### Your task
The string "crate" may appear in lines of the listing. Report each line where it does.

### The data
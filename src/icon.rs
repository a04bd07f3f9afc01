use std::io::Cursor;

use image::{ImageOutputFormat, Rgba, RgbaImage};
use tiny_skia::{
    BlendMode, Color, FillRule, GradientStop, LinearGradient, Paint, Path, PathBuilder, Pixmap,
    Point, SpreadMode, Transform,
};

use crate::error::{IconError, Result};
use crate::models::{RenderRequest, Variant};

pub const ORANGE: [u8; 3] = [0xFF, 0x6B, 0x35];
pub const YELLOW: [u8; 3] = [0xFF, 0xC9, 0x3C];
pub const WHITE: [u8; 3] = [0xFF, 0xFF, 0xFF];
// Orange/yellow midpoint, placed late so the panel reads mostly orange
const GRADIENT_MID: [u8; 3] = [0xFF, 0xAB, 0x3B];
const GRADIENT_MID_STOP: f32 = 0.75;

pub const BAR_COUNT: usize = 7;
pub const BAR_HEIGHTS: [f32; 7] = [0.7, 0.9, 0.5, 0.8, 0.6, 0.85, 0.55];

/// Play/skip glyph in its own design space.
pub const CHEVRON: [(f32, f32); 6] = [
    (117.9, 33.9),
    (104.1, 13.5),
    (118.3, 13.5),
    (132.0, 33.9),
    (118.3, 54.2),
    (104.1, 54.2),
];
const CHEVRON_ANCHOR: (f32, f32) = (118.15, 33.85);
const CHEVRON_NUDGE_X: f32 = 1.0;
const CHEVRON_SCALE: f32 = 0.015;

// Cubic approximation of a quarter circle
const KAPPA: f32 = 0.552_284_8;

#[derive(Debug, Clone, Copy, PartialEq)]
pub struct Bar {
    pub x: f32,
    pub y: f32,
    pub width: f32,
    pub height: f32,
}

/// Geometry of one icon size. Everything except `offset_*` is relative to the
/// top-left corner of the 3:2 landscape rectangle.
#[derive(Debug, Clone, Copy, PartialEq)]
pub struct Layout {
    pub size: u32,
    pub offset_x: f32,
    pub offset_y: f32,
    pub width: f32,
    pub height: f32,
    pub padding: f32,
    pub corner_radius: f32,
    pub badge_size: f32,
    pub badge_x: f32,
    pub badge_y: f32,
}

impl Layout {
    pub fn new(size: u32) -> Self {
        let canvas = size as f32;
        let height = canvas * (2.0 / 3.0);
        let width = height * 1.5;
        let short_side = width.min(height);
        // Floor of 2px keeps the margin visible at 16px
        let padding = (short_side * 0.08).max(2.0);
        let badge_size = short_side * 0.25;

        Self {
            size,
            offset_x: (canvas - width) / 2.0,
            offset_y: (canvas - height) / 2.0,
            width,
            height,
            padding,
            corner_radius: padding,
            badge_size,
            badge_x: width - padding - badge_size * 0.7,
            badge_y: height - padding - badge_size * 0.7,
        }
    }

    pub fn inset_width(&self) -> f32 {
        self.width - self.padding * 2.0
    }

    pub fn inset_height(&self) -> f32 {
        self.height - self.padding * 2.0
    }

    pub fn badge_radius(&self) -> f32 {
        self.badge_size * 0.5
    }

    /// Radius of the hole punched into the cutout badge.
    pub fn hole_radius(&self) -> f32 {
        self.badge_size * 0.42
    }

    pub fn bars(&self) -> [Bar; BAR_COUNT] {
        let area_width = self.inset_width() * 0.6;
        let area_x = self.padding + (self.inset_width() - area_width) / 2.0;
        let spacing = area_width / BAR_COUNT as f32;
        let width = spacing * 0.5;
        let max_height = self.inset_height() * 0.6;

        std::array::from_fn(|i| {
            let height = max_height * BAR_HEIGHTS[i % BAR_HEIGHTS.len()];
            Bar {
                x: area_x + i as f32 * spacing,
                y: self.padding + (self.inset_height() - height) / 2.0,
                width,
                height,
            }
        })
    }

    /// Maps chevron design space into landscape space, centered on the badge.
    pub fn chevron_transform(&self) -> Transform {
        let scale = self.badge_size * CHEVRON_SCALE;
        Transform::from_translate(self.badge_x, self.badge_y)
            .pre_scale(scale, scale)
            .pre_translate(CHEVRON_NUDGE_X - CHEVRON_ANCHOR.0, -CHEVRON_ANCHOR.1)
    }

    /// Landscape coordinates to canvas coordinates.
    pub fn to_canvas(&self, x: f32, y: f32) -> (f32, f32) {
        (self.offset_x + x, self.offset_y + y)
    }

    fn canvas_transform(&self) -> Transform {
        Transform::from_translate(self.offset_x, self.offset_y)
    }
}

pub fn render(request: &RenderRequest) -> Result<RgbaImage> {
    let size = request.target_size();
    let canvas_err = || IconError::Canvas { size };

    let mut pixmap = Pixmap::new(size, size).ok_or_else(canvas_err)?;
    let layout = Layout::new(size);
    let base = layout.canvas_transform();

    if request.variant() == Variant::Standard {
        let p = layout.padding;
        let (w, h) = (layout.inset_width(), layout.inset_height());
        if let Some(panel) = rounded_rect(p, p, w, h, layout.corner_radius) {
            let shader = LinearGradient::new(
                Point::from_xy(p, p),
                Point::from_xy(p + w, p + h),
                vec![
                    GradientStop::new(0.0, color(ORANGE)),
                    GradientStop::new(GRADIENT_MID_STOP, color(GRADIENT_MID)),
                    GradientStop::new(1.0, color(YELLOW)),
                ],
                SpreadMode::Pad,
                Transform::identity(),
            )
            .ok_or_else(canvas_err)?;
            let paint = Paint { shader, anti_alias: true, ..Paint::default() };
            pixmap.fill_path(&panel, &paint, FillRule::Winding, base, None);
        }
    }

    let white = solid(WHITE);
    for bar in layout.bars() {
        if let Some(path) = rounded_rect(bar.x, bar.y, bar.width, bar.height, bar.width / 4.0) {
            pixmap.fill_path(&path, &white, FillRule::Winding, base, None);
        }
    }

    let badge = PathBuilder::from_circle(layout.badge_x, layout.badge_y, layout.badge_radius())
        .ok_or_else(canvas_err)?;
    pixmap.fill_path(&badge, &white, FillRule::Winding, base, None);

    let glyph = match request.variant() {
        Variant::Standard => solid(ORANGE),
        Variant::Cutout => {
            let hole = PathBuilder::from_circle(layout.badge_x, layout.badge_y, layout.hole_radius())
                .ok_or_else(canvas_err)?;
            let mut eraser = solid([0, 0, 0]);
            eraser.blend_mode = BlendMode::DestinationOut;
            pixmap.fill_path(&hole, &eraser, FillRule::Winding, base, None);
            white.clone()
        }
    };
    let chevron = chevron_path().ok_or_else(canvas_err)?;
    pixmap.fill_path(
        &chevron,
        &glyph,
        FillRule::Winding,
        base.pre_concat(layout.chevron_transform()),
        None,
    );

    Ok(to_image(&pixmap))
}

pub fn render_png(request: &RenderRequest) -> Result<Vec<u8>> {
    let img = render(request)?;
    let mut buf = Vec::new();
    img.write_to(&mut Cursor::new(&mut buf), ImageOutputFormat::Png)?;
    Ok(buf)
}

fn color([r, g, b]: [u8; 3]) -> Color {
    Color::from_rgba8(r, g, b, 255)
}

fn solid(rgb: [u8; 3]) -> Paint<'static> {
    let mut paint = Paint::default();
    paint.set_color(color(rgb));
    paint.anti_alias = true;
    paint
}

/// `None` when the rectangle has collapsed, which only happens far below 16px.
fn rounded_rect(x: f32, y: f32, w: f32, h: f32, radius: f32) -> Option<Path> {
    if w <= 0.0 || h <= 0.0 {
        return None;
    }
    let r = radius.min(w / 2.0).min(h / 2.0).max(0.0);
    let k = r * KAPPA;
    let (right, bottom) = (x + w, y + h);

    let mut pb = PathBuilder::new();
    pb.move_to(x + r, y);
    pb.line_to(right - r, y);
    pb.cubic_to(right - r + k, y, right, y + r - k, right, y + r);
    pb.line_to(right, bottom - r);
    pb.cubic_to(right, bottom - r + k, right - r + k, bottom, right - r, bottom);
    pb.line_to(x + r, bottom);
    pb.cubic_to(x + r - k, bottom, x, bottom - r + k, x, bottom - r);
    pb.line_to(x, y + r);
    pb.cubic_to(x, y + r - k, x + r - k, y, x + r, y);
    pb.close();
    pb.finish()
}

fn chevron_path() -> Option<Path> {
    let mut pb = PathBuilder::new();
    let (first, rest) = CHEVRON.split_first()?;
    pb.move_to(first.0, first.1);
    for &(x, y) in rest {
        pb.line_to(x, y);
    }
    pb.close();
    pb.finish()
}

// tiny-skia stores premultiplied pixels, PNG wants straight alpha
fn to_image(pixmap: &Pixmap) -> RgbaImage {
    let mut img = RgbaImage::new(pixmap.width(), pixmap.height());
    for (dst, src) in img.pixels_mut().zip(pixmap.pixels()) {
        let c = src.demultiply();
        *dst = Rgba([c.red(), c.green(), c.blue(), c.alpha()]);
    }
    img
}
use std::fs;
use std::path::{Path, PathBuf};

use crate::compiler::IconCompiler;
use crate::config::BuildConfig;
use crate::error::{IconError, Result};
use crate::icon::render_png;
use crate::logger::{log_error, log_line};
use crate::models::{
    APP_ICON_TARGETS, AssetCatalog, DMG_ICON_TARGETS, ICONSET_SLOTS, IconTarget, RenderRequest,
    Variant,
};

const CONTENTS_JSON: &str = "Contents.json";

#[derive(Debug, Clone, Default, PartialEq)]
pub struct BuildReport {
    pub app_icons: Vec<PathBuf>,
    pub dmg_icons: Vec<PathBuf>,
    pub manifest: Option<PathBuf>,
    pub volume_icon: PathBuf,
}

/// Renders both icon families to disk and packs the DMG set into an `.icns`.
pub struct IconSetBuilder {
    config: BuildConfig,
}

impl IconSetBuilder {
    pub fn new(config: BuildConfig) -> Self {
        Self { config }
    }

    pub fn config(&self) -> &BuildConfig {
        &self.config
    }

    pub fn staging_dir(&self) -> PathBuf {
        self.config.dmg_dir.join(&self.config.iconset_name)
    }

    pub fn volume_icon_path(&self) -> PathBuf {
        self.config.dmg_dir.join(&self.config.icns_name)
    }

    pub fn write_app_icons(&self) -> Result<Vec<PathBuf>> {
        write_targets(&APP_ICON_TARGETS, Variant::Standard, &self.config.app_icon_dir)
    }

    pub fn write_dmg_icons(&self) -> Result<Vec<PathBuf>> {
        write_targets(&DMG_ICON_TARGETS, Variant::Cutout, &self.config.dmg_dir)
    }

    /// Write `Contents.json` for the app icon set unless one already exists.
    pub fn write_manifest(&self) -> Result<Option<PathBuf>> {
        let path = self.config.app_icon_dir.join(CONTENTS_JSON);
        if path.exists() {
            return Ok(None);
        }
        ensure_dir(&self.config.app_icon_dir)?;
        let catalog = AssetCatalog::for_targets(&APP_ICON_TARGETS);
        let json = serde_json::to_string_pretty(&catalog)?;
        fs::write(&path, json).map_err(|e| IconError::io(&path, e))?;
        log_line(&format!("Created {}", path.display()));
        Ok(Some(path))
    }

    /// Recreate the staging iconset from the DMG PNGs under iconutil's slot names.
    pub fn stage_iconset(&self) -> Result<PathBuf> {
        let staging = self.staging_dir();
        if staging.exists() {
            fs::remove_dir_all(&staging).map_err(|e| IconError::io(&staging, e))?;
        }
        fs::create_dir_all(&staging).map_err(|e| IconError::io(&staging, e))?;

        for (slot, source) in ICONSET_SLOTS {
            let from = self.config.dmg_dir.join(format!("{}.png", source));
            let to = staging.join(slot);
            fs::copy(&from, &to).map_err(|e| IconError::io(&from, e))?;
        }
        Ok(staging)
    }

    /// Stage, compile and clean up. The staging dir is removed even when the
    /// compiler fails.
    pub fn build_volume_icon(&self, compiler: &dyn IconCompiler) -> Result<PathBuf> {
        let staging = self.stage_iconset()?;
        let output = self.volume_icon_path();
        log_line(&format!("Converting {} to {}", staging.display(), output.display()));

        let compiled = compiler.compile(&staging, &output);
        let cleanup = fs::remove_dir_all(&staging).map_err(|e| IconError::io(&staging, e));

        let icns = compiled?;
        if let Err(e) = &cleanup {
            log_error("staging cleanup", e);
        }
        cleanup?;
        log_line(&format!("DMG volume icon created: {}", icns.display()));
        Ok(icns)
    }

    pub fn run(&self, compiler: &dyn IconCompiler) -> Result<BuildReport> {
        let app_icons = self.write_app_icons()?;
        let manifest = if self.config.write_contents_json {
            self.write_manifest()?
        } else {
            None
        };
        let dmg_icons = self.write_dmg_icons()?;
        let volume_icon = self.build_volume_icon(compiler)?;
        Ok(BuildReport { app_icons, dmg_icons, manifest, volume_icon })
    }
}

fn ensure_dir(dir: &Path) -> Result<()> {
    fs::create_dir_all(dir).map_err(|e| IconError::io(dir, e))
}

fn write_targets(targets: &[IconTarget], variant: Variant, dir: &Path) -> Result<Vec<PathBuf>> {
    ensure_dir(dir)?;
    let mut written = Vec::with_capacity(targets.len());
    for target in targets {
        let request = RenderRequest::new(target.size, variant)?;
        let png = render_png(&request)?;
        let path = dir.join(target.file_name());
        fs::write(&path, png).map_err(|e| IconError::io(&path, e))?;
        log_line(&format!(
            "Created {} ({}x{}, {})",
            target.file_name(),
            target.size,
            target.size,
            variant.as_str()
        ));
        written.push(path);
    }
    Ok(written)
}

#[cfg(test)]
mod tests {
    use super::*;
    use std::cell::RefCell;

    fn builder_in(root: &Path) -> IconSetBuilder {
        IconSetBuilder::new(BuildConfig {
            app_icon_dir: root.join("Assets.xcassets").join("AppIcon.appiconset"),
            dmg_dir: root.join("dmg"),
            ..BuildConfig::default()
        })
    }

    #[test]
    fn full_run_writes_everything_and_cleans_staging() {
        let dir = tempfile::tempdir().unwrap();
        let builder = builder_in(dir.path());
        let staged = RefCell::new(Vec::new());

        let fake = |staging: &Path, output: &Path| -> Result<PathBuf> {
            let mut names: Vec<String> = fs::read_dir(staging)
                .unwrap()
                .map(|e| e.unwrap().file_name().to_string_lossy().to_string())
                .collect();
            names.sort();
            *staged.borrow_mut() = names;

            // 32px DMG icon fills both the 16@2x and 32x32 slots
            let dmg32 = fs::read(staging.parent().unwrap().join("dmg-icon_32x32.png")).unwrap();
            assert_eq!(fs::read(staging.join("icon_16x16@2x.png")).unwrap(), dmg32);
            assert_eq!(fs::read(staging.join("icon_32x32.png")).unwrap(), dmg32);

            fs::write(output, b"icns").unwrap();
            Ok(output.to_path_buf())
        };

        let report = builder.run(&fake).unwrap();

        assert_eq!(report.app_icons.len(), APP_ICON_TARGETS.len());
        for (path, target) in report.app_icons.iter().zip(APP_ICON_TARGETS.iter()) {
            let img = image::open(path).unwrap();
            assert_eq!((img.width(), img.height()), (target.size, target.size));
        }
        assert_eq!(report.dmg_icons.len(), DMG_ICON_TARGETS.len());
        assert!(report.dmg_icons.iter().all(|p| p.is_file()));
        assert_eq!(report.manifest, Some(builder.config().app_icon_dir.join(CONTENTS_JSON)));

        let mut expected: Vec<String> = ICONSET_SLOTS.iter().map(|(slot, _)| slot.to_string()).collect();
        expected.sort();
        assert_eq!(*staged.borrow(), expected);

        assert_eq!(report.volume_icon, builder.volume_icon_path());
        assert_eq!(fs::read(&report.volume_icon).unwrap(), b"icns");
        assert!(!builder.staging_dir().exists());
    }

    #[test]
    fn failed_compile_still_removes_staging() {
        let dir = tempfile::tempdir().unwrap();
        let builder = builder_in(dir.path());
        builder.write_dmg_icons().unwrap();

        let broken = |_: &Path, _: &Path| -> Result<PathBuf> {
            Err(IconError::Spawn {
                program: "iconutil".to_string(),
                source: std::io::Error::new(std::io::ErrorKind::NotFound, "not installed"),
            })
        };
        let err = builder.build_volume_icon(&broken).unwrap_err();

        assert!(matches!(err, IconError::Spawn { .. }));
        assert!(!builder.staging_dir().exists());
        assert!(!builder.volume_icon_path().exists());
    }

    #[test]
    fn staging_without_dmg_icons_fails_with_path() {
        let dir = tempfile::tempdir().unwrap();
        let builder = builder_in(dir.path());
        match builder.stage_iconset().unwrap_err() {
            IconError::Io { path, .. } => assert!(path.ends_with("dmg-icon_16x16.png")),
            other => panic!("unexpected error: {other}"),
        }
    }

    #[test]
    fn stale_staging_contents_are_replaced() {
        let dir = tempfile::tempdir().unwrap();
        let builder = builder_in(dir.path());
        builder.write_dmg_icons().unwrap();
        fs::create_dir_all(builder.staging_dir()).unwrap();
        fs::write(builder.staging_dir().join("leftover.png"), b"old").unwrap();

        let staging = builder.stage_iconset().unwrap();

        assert!(!staging.join("leftover.png").exists());
        assert_eq!(fs::read_dir(&staging).unwrap().count(), ICONSET_SLOTS.len());
    }

    #[test]
    fn existing_manifest_is_left_alone() {
        let dir = tempfile::tempdir().unwrap();
        let builder = builder_in(dir.path());

        let written = builder.write_manifest().unwrap().unwrap();
        let catalog: AssetCatalog = serde_json::from_str(&fs::read_to_string(&written).unwrap()).unwrap();
        assert_eq!(catalog, AssetCatalog::for_targets(&APP_ICON_TARGETS));

        fs::write(&written, "{\"custom\": true}").unwrap();
        assert_eq!(builder.write_manifest().unwrap(), None);
        assert_eq!(fs::read_to_string(&written).unwrap(), "{\"custom\": true}");
    }

    #[test]
    fn manifest_can_be_disabled() {
        let dir = tempfile::tempdir().unwrap();
        let mut config = builder_in(dir.path()).config().clone();
        config.write_contents_json = false;
        let builder = IconSetBuilder::new(config);

        let ok = |_: &Path, output: &Path| -> Result<PathBuf> { Ok(output.to_path_buf()) };
        let report = builder.run(&ok).unwrap();

        assert_eq!(report.manifest, None);
        assert!(!builder.config().app_icon_dir.join(CONTENTS_JSON).exists());
    }
}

### Reply
use crate::error::{IconError, Result};
use crate::models::{RenderRequest, Variant};
use crate::compiler::IconCompiler;
use crate::config::BuildConfig;
use crate::error::{IconError, Result};
use crate::icon::render_png;
use crate::logger::{log_error, log_line};
use crate::models::{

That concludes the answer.